Es bleibt abzuwarten, was sich die Entscheidungsträger an der Spitze des deutschen Fußballs noch weiter einfallen lassen, um die mündigen und kritischen Fans weiter auszuschließen. Oder um aus einem ehemaligen Lebensinhalt der Proletarier nun ein Event für gelangweilte Besserverdiener zu machen. Von solchen Zuschauern, für die der Stadionbesuch und der Verein das Wichtigste im Leben sind, zu solchen, für die er nur eine von vielen möglichen Alternativen bei der allwöchentlichen Freizeitgestaltung darstellt. Solche Zuschauer fahren nicht auswärts, malen keine Fahnen, basteln keine Choreographien und brauchen keine Stehplätze.
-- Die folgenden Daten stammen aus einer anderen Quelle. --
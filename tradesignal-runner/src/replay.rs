//! Day-by-day replay of a strategy over a price history.
//!
//! At bar `i` the engine sees `bars[..=i]` and the sentiment in effect on that
//! bar's date, nothing later. Each decision becomes one `DecisionRecord`,
//! written as JSON lines so a replay can be diffed against a live bot's log.

use std::io::{self, Write};

use chrono::NaiveDate;
use serde::{Deserialize, Serialize};
use tracing::{debug, info};
use tradesignal_core::domain::{Action, Bar};
use tradesignal_core::{evaluate, Evaluation};

use crate::config::{Fingerprint, StrategyDefinition};
use crate::provider::{LoadError, SentimentSource};

/// One replayed decision.
#[derive(Debug, Clone, PartialEq, Serialize, Deserialize)]
pub struct DecisionRecord {
    pub date: NaiveDate,
    pub symbol: String,
    pub close: f64,
    pub action: Action,
    pub score: f64,
    pub buy_votes: usize,
    pub sell_votes: usize,
    pub technical_action: Action,
    pub technical_score: f64,
    pub sentiment_action: Action,
    pub sentiment_score: f64,
    pub reasons: Vec<String>,
    pub strategy: Fingerprint,
}

impl DecisionRecord {
    fn from_evaluation(symbol: &str, bar: &Bar, eval: Evaluation, strategy: &str) -> Self {
        Self {
            date: bar.date,
            symbol: symbol.to_string(),
            close: bar.close,
            action: eval.combined.action,
            score: eval.combined.score,
            buy_votes: eval.combined.buy_votes,
            sell_votes: eval.combined.sell_votes,
            technical_action: eval.technical.action,
            technical_score: eval.technical.score,
            sentiment_action: eval.sentiment.action,
            sentiment_score: eval.sentiment.score,
            reasons: eval.combined.reasons,
            strategy: strategy.to_string(),
        }
    }
}

/// Action counts over a replay.
#[derive(Debug, Clone, Copy, Default, PartialEq, Eq, Serialize, Deserialize)]
pub struct ReplaySummary {
    pub buys: usize,
    pub sells: usize,
    pub holds: usize,
}

impl ReplaySummary {
    pub fn from_records(records: &[DecisionRecord]) -> Self {
        records
            .iter()
            .fold(Self::default(), |mut acc, r| {
                match r.action {
                    Action::Buy => acc.buys += 1,
                    Action::Sell => acc.sells += 1,
                    Action::Hold => acc.holds += 1,
                }
                acc
            })
    }

    pub fn total(&self) -> usize {
        self.buys + self.sells + self.holds
    }
}

/// Evaluate `strategy` at every bar of `bars`.
///
/// Sentiment lookup failures abort the replay; insufficient history does not
/// (early bars simply hold).
pub fn replay(
    symbol: &str,
    bars: &[Bar],
    sentiment: &dyn SentimentSource,
    strategy: &StrategyDefinition,
) -> Result<Vec<DecisionRecord>, LoadError> {
    let fingerprint = strategy.fingerprint();
    let mut records = Vec::with_capacity(bars.len());

    for (i, bar) in bars.iter().enumerate() {
        let news = sentiment.sentiment(symbol, bar.date)?;
        let eval = evaluate(&bars[..=i], news.as_ref(), &[], &strategy.scoring);
        debug!(
            symbol,
            date = %bar.date,
            action = %eval.combined.action,
            score = eval.combined.score,
            "replayed bar"
        );
        records.push(DecisionRecord::from_evaluation(symbol, bar, eval, &fingerprint));
    }

    let summary = ReplaySummary::from_records(&records);
    info!(
        symbol,
        strategy = %strategy.name,
        bars = records.len(),
        buys = summary.buys,
        sells = summary.sells,
        holds = summary.holds,
        "replay complete"
    );
    Ok(records)
}

/// Write records as JSON lines.
pub fn write_jsonl<W: Write>(records: &[DecisionRecord], mut writer: W) -> io::Result<()> {
    for record in records {
        let json = serde_json::to_string(record)
            .map_err(|e| io::Error::new(io::ErrorKind::InvalidData, e))?;
        writeln!(writer, "{json}")?;
    }
    writer.flush()
}
//! tradesignal CLI: score, replay and batch commands over local data files.
//!
//! Commands:
//! - `score`: evaluate one symbol at its latest bar (or `--as-of` a date)
//! - `replay`: day-by-day decisions as JSON lines
//! - `batch`: score many symbols in parallel, print a table
//! - `check-config`: validate a strategy file and print its fingerprint

mod logging;

use std::fs::File;
use std::io::{self, BufWriter};
use std::path::{Path, PathBuf};

use anyhow::{bail, Context, Result};
use chrono::NaiveDate;
use clap::{Parser, Subcommand};
use tradesignal_core::domain::Bar;
use tradesignal_core::{evaluate, Evaluation};
use tradesignal_runner::{
    replay, score_symbols, write_jsonl, CsvPriceHistory, JsonSentimentFile, NoSentiment,
    PriceHistory, ReplaySummary, SentimentSource, StrategyDefinition,
};

#[derive(Parser)]
#[command(
    name = "tradesignal",
    about = "tradesignal: deterministic technical + sentiment signal scoring"
)]
struct Cli {
    /// Emit logs as JSON (stderr).
    #[arg(long, global = true, default_value_t = false)]
    log_json: bool,

    #[command(subcommand)]
    command: Commands,
}

#[derive(Subcommand)]
enum Commands {
    /// Evaluate one symbol and print technical, sentiment and combined results.
    Score {
        /// Strategy TOML file.
        #[arg(long)]
        strategy: PathBuf,

        /// Directory holding <SYMBOL>.csv price files.
        #[arg(long, default_value = "data")]
        data_dir: PathBuf,

        #[arg(long)]
        symbol: String,

        /// Sentiment JSON file. Without it the sentiment category is excluded.
        #[arg(long)]
        sentiment: Option<PathBuf>,

        /// Score as of this date (YYYY-MM-DD), ignoring later bars.
        #[arg(long)]
        as_of: Option<NaiveDate>,

        /// Print the full evaluation as JSON.
        #[arg(long, default_value_t = false)]
        json: bool,
    },
    /// Replay a strategy bar by bar and write one JSON decision per line.
    Replay {
        #[arg(long)]
        strategy: PathBuf,

        #[arg(long, default_value = "data")]
        data_dir: PathBuf,

        #[arg(long)]
        symbol: String,

        #[arg(long)]
        sentiment: Option<PathBuf>,

        /// Output file. Defaults to stdout.
        #[arg(long)]
        output: Option<PathBuf>,
    },
    /// Score many symbols in parallel at their latest bar.
    Batch {
        #[arg(long)]
        strategy: PathBuf,

        #[arg(long, default_value = "data")]
        data_dir: PathBuf,

        #[arg(long)]
        sentiment: Option<PathBuf>,

        /// Symbols to score. Defaults to every CSV in the data directory.
        symbols: Vec<String>,
    },
    /// Validate a strategy file and print its fingerprint.
    CheckConfig {
        #[arg(long)]
        strategy: PathBuf,
    },
}

fn main() -> Result<()> {
    let cli = Cli::parse();
    logging::init_logging(cli.log_json);

    match cli.command {
        Commands::Score {
            strategy,
            data_dir,
            symbol,
            sentiment,
            as_of,
            json,
        } => run_score(&strategy, &data_dir, &symbol, sentiment.as_deref(), as_of, json),
        Commands::Replay {
            strategy,
            data_dir,
            symbol,
            sentiment,
            output,
        } => run_replay(&strategy, &data_dir, &symbol, sentiment.as_deref(), output.as_deref()),
        Commands::Batch {
            strategy,
            data_dir,
            sentiment,
            symbols,
        } => run_batch(&strategy, &data_dir, sentiment.as_deref(), symbols),
        Commands::CheckConfig { strategy } => run_check_config(&strategy),
    }
}

fn load_strategy(path: &Path) -> Result<StrategyDefinition> {
    StrategyDefinition::from_file(path)
        .with_context(|| format!("loading strategy {}", path.display()))
}

fn load_sentiment(path: Option<&Path>) -> Result<Box<dyn SentimentSource>> {
    match path {
        Some(p) => {
            let file = JsonSentimentFile::from_path(p)
                .with_context(|| format!("loading sentiment {}", p.display()))?;
            Ok(Box::new(file))
        }
        None => Ok(Box::new(NoSentiment)),
    }
}

fn run_score(
    strategy_path: &Path,
    data_dir: &Path,
    symbol: &str,
    sentiment_path: Option<&Path>,
    as_of: Option<NaiveDate>,
    json: bool,
) -> Result<()> {
    let strategy = load_strategy(strategy_path)?;
    let sentiment = load_sentiment(sentiment_path)?;
    let mut bars = CsvPriceHistory::new(data_dir).bars(symbol)?;
    if let Some(date) = as_of {
        bars.retain(|b| b.date <= date);
        if bars.is_empty() {
            bail!("no bars for {symbol} on or before {date}");
        }
    }

    let last = bars.last();
    let news = match last {
        Some(bar) => sentiment.sentiment(symbol, bar.date)?,
        None => None,
    };
    let eval = evaluate(&bars, news.as_ref(), &[], &strategy.scoring);

    if json {
        println!("{}", serde_json::to_string_pretty(&eval)?);
    } else {
        print_evaluation(symbol, last, &strategy, &eval);
    }
    Ok(())
}

fn run_replay(
    strategy_path: &Path,
    data_dir: &Path,
    symbol: &str,
    sentiment_path: Option<&Path>,
    output: Option<&Path>,
) -> Result<()> {
    let strategy = load_strategy(strategy_path)?;
    let sentiment = load_sentiment(sentiment_path)?;
    let bars = CsvPriceHistory::new(data_dir).bars(symbol)?;

    let records = replay(symbol, &bars, sentiment.as_ref(), &strategy)?;
    match output {
        Some(path) => {
            let file = File::create(path)
                .with_context(|| format!("creating output file {}", path.display()))?;
            write_jsonl(&records, BufWriter::new(file))?;
            println!("Wrote {} decisions to {}", records.len(), path.display());
        }
        None => write_jsonl(&records, io::stdout().lock())?,
    }

    let summary = ReplaySummary::from_records(&records);
    eprintln!(
        "{symbol}: {} bars, {} buy / {} sell / {} hold",
        summary.total(),
        summary.buys,
        summary.sells,
        summary.holds
    );
    Ok(())
}

fn run_batch(
    strategy_path: &Path,
    data_dir: &Path,
    sentiment_path: Option<&Path>,
    symbols: Vec<String>,
) -> Result<()> {
    let strategy = load_strategy(strategy_path)?;
    let sentiment = load_sentiment(sentiment_path)?;
    let prices = CsvPriceHistory::new(data_dir);
    let symbols = if symbols.is_empty() {
        prices.symbols()?
    } else {
        symbols
    };
    if symbols.is_empty() {
        bail!("no symbols given and no CSV files in {}", data_dir.display());
    }

    let report = score_symbols(&symbols, &prices, sentiment.as_ref(), &strategy);

    println!(
        "{:<8} {:<12} {:>10} {:<6} {:>7} {:>7} {:>7}",
        "Symbol", "Date", "Close", "Action", "Score", "Tech", "News"
    );
    println!("{}", "-".repeat(63));
    for s in &report.scores {
        let date = s.date.map(|d| d.to_string()).unwrap_or_else(|| "-".into());
        let close = s.close.map(|c| format!("{c:.2}")).unwrap_or_else(|| "-".into());
        let eval = &s.evaluation;
        println!(
            "{:<8} {:<12} {:>10} {:<6} {:>7.1} {:>7.1} {:>7.1}",
            s.symbol,
            date,
            close,
            eval.combined.action,
            eval.combined.score,
            eval.technical.score,
            eval.sentiment.score
        );
    }
    for f in &report.failures {
        eprintln!("Error for {}: {}", f.symbol, f.error);
    }
    Ok(())
}

fn run_check_config(strategy_path: &Path) -> Result<()> {
    let strategy = load_strategy(strategy_path)?;
    let signal = &strategy.scoring.signal;
    let weights = &strategy.scoring.weights;

    println!("Strategy:    {}", strategy.name);
    println!("Fingerprint: {}", strategy.fingerprint());
    println!(
        "RSI:         period {} ({} / {})",
        signal.rsi_period, signal.rsi_oversold, signal.rsi_overbought
    );
    match signal.sma_trend_period {
        Some(trend) => println!(
            "SMA:         {} / {} (trend {trend})",
            signal.sma_short_period, signal.sma_long_period
        ),
        None => println!(
            "SMA:         {} / {}",
            signal.sma_short_period, signal.sma_long_period
        ),
    }
    println!(
        "News:        buy >= {} / sell <= {}",
        signal.news_score_threshold,
        signal.news_sell_threshold()
    );
    println!(
        "Weights:     technical {} / sentiment {} / fundamental {}",
        weights.technical, weights.sentiment, weights.fundamental
    );
    Ok(())
}

fn print_evaluation(symbol: &str, last: Option<&Bar>, strategy: &StrategyDefinition, eval: &Evaluation) {
    println!();
    println!("=== {symbol} ===");
    match last {
        Some(bar) => println!("As of:     {} (close {:.2})", bar.date, bar.close),
        None => println!("As of:     no bars"),
    }
    println!("Strategy:  {}", strategy.name);
    println!();

    let t = &eval.technical;
    println!("--- Technical ---");
    println!(
        "{} (score {:.1}, {} buy / {} sell)",
        t.action, t.score, t.buy_signals, t.sell_signals
    );
    if let Some(rsi) = t.snapshot.rsi {
        println!("  RSI {rsi:.1}");
    }
    for reason in &t.reasons {
        println!("  - {reason}");
    }
    println!();

    let s = &eval.sentiment;
    println!("--- Sentiment ---");
    println!("{} (score {:.1})", s.action, s.score);
    for reason in &s.reasons {
        println!("  - {reason}");
    }
    println!();

    let c = &eval.combined;
    println!("--- Combined ---");
    println!("{} (score {:.1})", c.action.as_str().to_uppercase(), c.score);
    for reason in &c.reasons {
        println!("  - {reason}");
    }
    println!();
}

#[cfg(test)]
mod tests {
    use super::*;
    use clap::CommandFactory;

    #[test]
    fn cli_definition_is_consistent() {
        Cli::command().debug_assert();
    }

    #[test]
    fn parses_score_with_as_of() {
        let cli = Cli::try_parse_from([
            "tradesignal",
            "--log-json",
            "score",
            "--strategy",
            "swing.toml",
            "--symbol",
            "AAPL",
            "--as-of",
            "2024-03-01",
        ])
        .unwrap();
        assert!(cli.log_json);
        match cli.command {
            Commands::Score { symbol, as_of, .. } => {
                assert_eq!(symbol, "AAPL");
                assert_eq!(as_of, NaiveDate::from_ymd_opt(2024, 3, 1));
            }
            _ => panic!("expected score"),
        }
    }
}
//! Relative Strength Index (RSI).
//!
//! Seeds average gain/loss with the simple mean of the first `period` deltas,
//! then applies Wilder smoothing `avg = (avg * (period - 1) + x) / period` for
//! every later delta.
//! RSI = 100 - 100 / (1 + avg_gain / avg_loss)
//! Requires period + 1 closes.
//! Edge case: avg_loss == 0 → RSI = 100 (including a perfectly flat series).

use super::{Indicator, Reading};

#[derive(Debug, Clone)]
pub struct Rsi {
    period: usize,
    name: String,
}

impl Rsi {
    pub fn new(period: usize) -> Self {
        assert!(period >= 1, "RSI period must be >= 1");
        Self {
            period,
            name: format!("rsi_{period}"),
        }
    }
}

impl Indicator for Rsi {
    fn name(&self) -> &str {
        &self.name
    }

    fn required_len(&self) -> usize {
        self.period + 1
    }

    fn evaluate(&self, closes: &[f64]) -> Reading {
        rsi(closes, self.period)
    }
}

/// RSI of `closes` evaluated at the last close.
pub fn rsi(closes: &[f64], period: usize) -> Reading {
    let required = period + 1;
    if period == 0 || closes.len() < required {
        return Reading::Unavailable {
            required,
            available: closes.len(),
        };
    }

    let p = period as f64;
    let mut deltas = closes.windows(2).map(|w| w[1] - w[0]);

    let mut avg_gain = 0.0;
    let mut avg_loss = 0.0;
    for delta in deltas.by_ref().take(period) {
        if delta > 0.0 {
            avg_gain += delta;
        } else {
            avg_loss -= delta;
        }
    }
    avg_gain /= p;
    avg_loss /= p;

    for delta in deltas {
        let gain = if delta > 0.0 { delta } else { 0.0 };
        let loss = if delta < 0.0 { -delta } else { 0.0 };
        avg_gain = (avg_gain * (p - 1.0) + gain) / p;
        avg_loss = (avg_loss * (p - 1.0) + loss) / p;
    }

    if avg_loss == 0.0 {
        return Reading::Value(100.0);
    }
    let rs = avg_gain / avg_loss;
    Reading::Value(100.0 - 100.0 / (1.0 + rs))
}

#[cfg(test)]
mod tests {
    use super::*;
    use crate::indicators::assert_approx;

    #[test]
    fn rsi_all_gains() {
        let result = rsi(&[100.0, 101.0, 102.0, 103.0, 104.0, 105.0], 3);
        assert_eq!(result, Reading::Value(100.0));
    }

    #[test]
    fn rsi_all_losses() {
        let result = rsi(&[105.0, 104.0, 103.0, 102.0, 101.0, 100.0], 3);
        assert_approx(result.value().unwrap(), 0.0, 1e-9);
    }

    #[test]
    fn rsi_flat_series_is_100() {
        // Zero average loss is defined as maximal strength, even with zero gain.
        assert_eq!(rsi(&[50.0; 20], 14), Reading::Value(100.0));
    }

    #[test]
    fn rsi_seed_value() {
        // Changes: +0.34, -0.25, -0.48
        // avg_gain = 0.34/3, avg_loss = 0.73/3
        // RSI = 100 - 100/(1 + 0.34/0.73) = 31.7757...
        let result = rsi(&[44.0, 44.34, 44.09, 43.61], 3);
        assert_approx(result.value().unwrap(), 31.775_700_934_579_5, 1e-9);
    }

    #[test]
    fn rsi_wilder_step() {
        // Next change +0.72:
        // avg_gain = (0.34/3 * 2 + 0.72) / 3, avg_loss = (0.73/3 * 2) / 3
        let result = rsi(&[44.0, 44.34, 44.09, 43.61, 44.33], 3);
        assert_approx(result.value().unwrap(), 66.046_511_627_906_9, 1e-9);
    }

    #[test]
    fn rsi_insufficient_history() {
        assert_eq!(
            rsi(&[1.0, 2.0, 3.0], 3),
            Reading::Unavailable {
                required: 4,
                available: 3
            }
        );
        assert!(!rsi(&[], 14).is_available());
    }

    #[test]
    fn rsi_zero_period_is_unavailable() {
        assert!(!rsi(&[1.0, 2.0, 3.0], 0).is_available());
    }

    #[test]
    fn rsi_bounds() {
        let closes = [100.0, 105.0, 98.0, 110.0, 95.0, 115.0, 90.0, 120.0];
        for end in 4..=closes.len() {
            let v = rsi(&closes[..end], 3).value().unwrap();
            assert!((0.0..=100.0).contains(&v), "RSI out of bounds at {end}: {v}");
        }
    }

    #[test]
    fn rsi_struct_matches_function() {
        let closes = [44.0, 44.34, 44.09, 43.61, 44.33];
        let ind = Rsi::new(3);
        assert_eq!(ind.name(), "rsi_3");
        assert_eq!(ind.required_len(), 4);
        assert_eq!(ind.evaluate(&closes), rsi(&closes, 3));
    }
}
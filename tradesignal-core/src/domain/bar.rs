//! Bar: the fundamental market data unit.

use chrono::NaiveDate;
use serde::{Deserialize, Serialize};
use thiserror::Error;

/// Daily OHLCV bar.
///
/// The indicators only read `close`; the remaining fields are kept so range and
/// volume based indicators can be added without changing the input shape.
#[derive(Debug, Clone, PartialEq, Serialize, Deserialize)]
pub struct Bar {
    pub date: NaiveDate,
    pub open: f64,
    pub high: f64,
    pub low: f64,
    pub close: f64,
    pub volume: u64,
}

impl Bar {
    /// Returns true if any price field is NaN.
    pub fn is_void(&self) -> bool {
        self.open.is_nan() || self.high.is_nan() || self.low.is_nan() || self.close.is_nan()
    }

    /// Basic OHLC sanity check: high >= low, high >= open, high >= close, etc.
    pub fn is_sane(&self) -> bool {
        if self.is_void() {
            return false;
        }
        self.high >= self.low
            && self.high >= self.open
            && self.high >= self.close
            && self.low <= self.open
            && self.low <= self.close
            && self.open > 0.0
            && self.close > 0.0
    }
}

/// Structural problems in a bar series.
#[derive(Debug, Clone, PartialEq, Error)]
pub enum BarError {
    #[error("bar {index} ({date}) is not after the previous bar ({previous})")]
    OutOfOrder {
        index: usize,
        date: NaiveDate,
        previous: NaiveDate,
    },

    #[error("duplicate bar for {date} at index {index}")]
    DuplicateDate { index: usize, date: NaiveDate },

    #[error("bar {index} ({date}) has a NaN price")]
    VoidBar { index: usize, date: NaiveDate },

    #[error("bar {index} ({date}) has inconsistent OHLC prices")]
    InsaneBar { index: usize, date: NaiveDate },
}

/// Check that a series is strictly increasing by date and every bar has
/// finite, positive, internally consistent prices.
///
/// This is a load-time check. The scoring path assumes it has already passed.
pub fn validate_series(bars: &[Bar]) -> Result<(), BarError> {
    for (index, bar) in bars.iter().enumerate() {
        if bar.is_void() {
            return Err(BarError::VoidBar {
                index,
                date: bar.date,
            });
        }
        if !bar.is_sane() {
            return Err(BarError::InsaneBar {
                index,
                date: bar.date,
            });
        }
        if index == 0 {
            continue;
        }
        let previous = bars[index - 1].date;
        if bar.date == previous {
            return Err(BarError::DuplicateDate {
                index,
                date: bar.date,
            });
        }
        if bar.date < previous {
            return Err(BarError::OutOfOrder {
                index,
                date: bar.date,
                previous,
            });
        }
    }
    Ok(())
}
Diese erleben keine Repression und stoßen nie auf Ablehnung, da sie nie etwas tun würden, was nicht den Normen der Sicherheitsfanatiker und völlig weltfremden Gutmenschen in den Verbänden entspricht.
Doch wir werden uns nicht kriminalisieren lassen und immer und überall unsere Werte vertreten. Steht zu eurer Meinung. Sagt, was ihr denkt. Kämpft diese Schlacht mit uns. Es könnte die Wichtigste der nächsten Jahre sein.